◆ TASK GOAL
Return the line that contains "env::set_var(ENV_SCORING_PATH, p.display().to_string());" plus every line after it to the end of the entries below, exactly as given, and stop there.

Dataset entries
// src/config/scoring.rs
//! Booster substrings and the bilingual stopword set used by the scorer.
//!
//! File shape (TOML or JSON, both keys optional):
//! ```toml
//! boosters = ["突发", "Breaking"]
//! stopwords = ["the", "的"]
//! ```
//! A missing key keeps the built-in seed for that list.

use anyhow::{anyhow, Context, Result};
use serde::Deserialize;
use std::collections::HashSet;
use std::fs;
use std::path::{Path, PathBuf};

pub const ENV_SCORING_PATH: &str = "CLEAN_NEWS_SCORING_PATH";

/// Titles containing any of these (case-sensitive) get the flat boost.
const DEFAULT_BOOSTERS: &[&str] = &[
    "突发", "重磅", "独家", "首发", "警告", "严重", "关键", "紧急", "Breaking", "URGENT", "Alert",
    "Exclusive",
];

const DEFAULT_STOPWORDS_ZH: &[&str] = &[
    "的", "了", "是", "在", "和", "有", "也", "就", "不", "人", "都", "一", "一个", "上", "很", "到",
    "说", "要", "去", "你", "会", "着", "没有", "看", "好", "自己", "这", "那", "之", "为", "以", "从",
    "与", "及", "等", "其", "或", "中", "我", "他", "她", "它", "我们", "你们", "他们", "被", "把", "让",
    "向", "往", "对于", "关于",
];

const DEFAULT_STOPWORDS_EN: &[&str] = &[
    "the", "be", "to", "of", "and", "a", "in", "that", "have", "i", "it", "for", "not", "on", "with",
    "he", "as", "you", "do", "at", "this", "but", "his", "by", "from", "they", "we", "say", "her",
    "she", "or", "an", "will", "my", "one", "all", "would", "there", "their", "what", "so", "up",
    "out", "if", "about", "who", "get", "which", "go", "me", "when", "make", "can", "like", "time",
    "no", "just", "him", "know", "take", "people", "into", "year", "your", "good", "some", "could",
    "them", "see", "other", "than", "then", "now", "look", "only", "come", "its", "over", "think",
    "also", "back", "after", "use", "two", "how", "our", "work", "first", "well", "way", "even",
    "new", "want", "because", "any", "these", "give", "day", "most", "us",
];

/// Static scoring vocabulary, injected into `Tokenizer` / `Scorer` at construction.
#[derive(Debug, Clone, PartialEq, Eq)]
pub struct ScoringConfig {
    pub boosters: Vec<String>,
    pub stopwords: HashSet<String>,
}

impl Default for ScoringConfig {
    fn default() -> Self {
        Self {
            boosters: default_boosters(),
            stopwords: default_stopwords(),
        }
    }
}

#[derive(Debug, Default, Deserialize)]
struct ScoringFile {
    #[serde(default)]
    boosters: Option<Vec<String>>,
    #[serde(default)]
    stopwords: Option<Vec<String>>,
}

impl ScoringConfig {
    pub fn new<B, S>(boosters: B, stopwords: S) -> Self
    where
        B: IntoIterator,
        B::Item: Into<String>,
        S: IntoIterator,
        S::Item: Into<String>,
    {
        Self {
            boosters: boosters.into_iter().map(Into::into).collect(),
            stopwords: stopwords.into_iter().map(Into::into).collect(),
        }
    }

    /// Load from an explicit TOML or JSON file.
    pub fn load_from_file(path: &Path) -> Result<Self> {
        let content = fs::read_to_string(path)
            .with_context(|| format!("reading scoring config from {}", path.display()))?;
        let ext = path
            .extension()
            .and_then(|s| s.to_str())
            .unwrap_or_default()
            .to_ascii_lowercase();
        Self::parse(&content, &ext)
            .with_context(|| format!("parsing scoring config {}", path.display()))
    }

    /// Resolution order:
    /// 1) $CLEAN_NEWS_SCORING_PATH
    /// 2) config/scoring.toml
    /// 3) config/scoring.json
    /// 4) built-in seed
    pub fn load_default() -> Result<Self> {
        if let Ok(p) = std::env::var(ENV_SCORING_PATH) {
            let pb = PathBuf::from(p);
            if !pb.exists() {
                return Err(anyhow!("{ENV_SCORING_PATH} points to non-existent path"));
            }
            return Self::load_from_file(&pb);
        }
        for candidate in ["config/scoring.toml", "config/scoring.json"] {
            let p = PathBuf::from(candidate);
            if p.exists() {
                return Self::load_from_file(&p);
            }
        }
        Ok(Self::default())
    }

    fn parse(content: &str, hint_ext: &str) -> Result<Self> {
        let file: ScoringFile = if hint_ext == "json" {
            serde_json::from_str(content)?
        } else {
            match toml::from_str(content) {
                Ok(f) => f,
                Err(toml_err) => serde_json::from_str(content)
                    .map_err(|_| anyhow!("unsupported scoring config format: {toml_err}"))?,
            }
        };

        let boosters = file
            .boosters
            .map(clean_list)
            .unwrap_or_else(default_boosters);
        let stopwords = file
            .stopwords
            .map(|v| clean_list(v).into_iter().collect())
            .unwrap_or_else(default_stopwords);

        Ok(Self {
            boosters,
            stopwords,
        })
    }
}

fn default_boosters() -> Vec<String> {
    DEFAULT_BOOSTERS.iter().map(|s| s.to_string()).collect()
}

fn default_stopwords() -> HashSet<String> {
    DEFAULT_STOPWORDS_ZH
        .iter()
        .chain(DEFAULT_STOPWORDS_EN)
        .map(|s| s.to_string())
        .collect()
}

/// Trim, drop empties, keep first occurrence order.
fn clean_list(items: Vec<String>) -> Vec<String> {
    let mut seen = HashSet::new();
    items
        .into_iter()
        .map(|s| s.trim().to_string())
        .filter(|s| !s.is_empty() && seen.insert(s.clone()))
        .collect()
}

#[cfg(test)]
mod tests {
    use super::*;
    use std::{env, fs};

    #[test]
    fn seed_has_both_languages() {
        let c = ScoringConfig::default();
        assert_eq!(c.boosters.len(), 12);
        assert!(c.boosters.iter().any(|b| b == "突发"));
        assert!(c.boosters.iter().any(|b| b == "Breaking"));
        assert!(c.stopwords.contains("的"));
        assert!(c.stopwords.contains("我们"));
        assert!(c.stopwords.contains("the"));
        assert!(c.stopwords.contains("us"));
        assert!(!c.stopwords.contains("market"));
    }

    #[test]
    fn partial_file_keeps_seed_for_missing_key() {
        let c = ScoringConfig::parse(r#"boosters = [" Hot ", "", "Hot"]"#, "toml").unwrap();
        assert_eq!(c.boosters, vec!["Hot".to_string()]);
        assert_eq!(c.stopwords, default_stopwords());

        let j = ScoringConfig::parse(r#"{"stopwords": ["foo"]}"#, "json").unwrap();
        assert_eq!(j.boosters, default_boosters());
        assert_eq!(j.stopwords.len(), 1);
        assert!(j.stopwords.contains("foo"));
    }

    #[test]
    fn json_content_without_extension_hint() {
        let c = ScoringConfig::parse(r#"{"boosters": ["X"]}"#, "").unwrap();
        assert_eq!(c.boosters, vec!["X".to_string()]);
    }

    #[test]
    fn garbage_is_an_error() {
        assert!(ScoringConfig::parse("[[[ not valid", "").is_err());
    }

    #[serial_test::serial]
    #[test]
    fn default_uses_env_then_fallbacks() {
        let old = env::current_dir().unwrap();
        let tmp = tempfile::tempdir().unwrap();
        env::set_current_dir(tmp.path()).unwrap();
        env::remove_var(ENV_SCORING_PATH);

        assert_eq!(ScoringConfig::load_default().unwrap(), ScoringConfig::default());

        let p = tmp.path().join("scoring.json");
        fs::write(&p, r#"{"boosters": ["Flash"]}"#).unwrap();
        env::set_var(ENV_SCORING_PATH, p.display().to_string());
        let c = ScoringConfig::load_default().unwrap();
        assert_eq!(c.boosters, vec!["Flash".to_string()]);

        env::set_var(ENV_SCORING_PATH, tmp.path().join("missing.toml"));
        assert!(ScoringConfig::load_default().is_err());
        env::remove_var(ENV_SCORING_PATH);

        env::set_current_dir(&old).unwrap();
    }
}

◆ RESULT FOR THIS EXERCISE
        env::set_var(ENV_SCORING_PATH, p.display().to_string());
        let c = ScoringConfig::load_default().unwrap();
        assert_eq!(c.boosters, vec!["Flash".to_string()]);

        env::set_var(ENV_SCORING_PATH, tmp.path().join("missing.toml"));
        assert!(ScoringConfig::load_default().is_err());
        env::remove_var(ENV_SCORING_PATH);

        env::set_current_dir(&old).unwrap();
    }
}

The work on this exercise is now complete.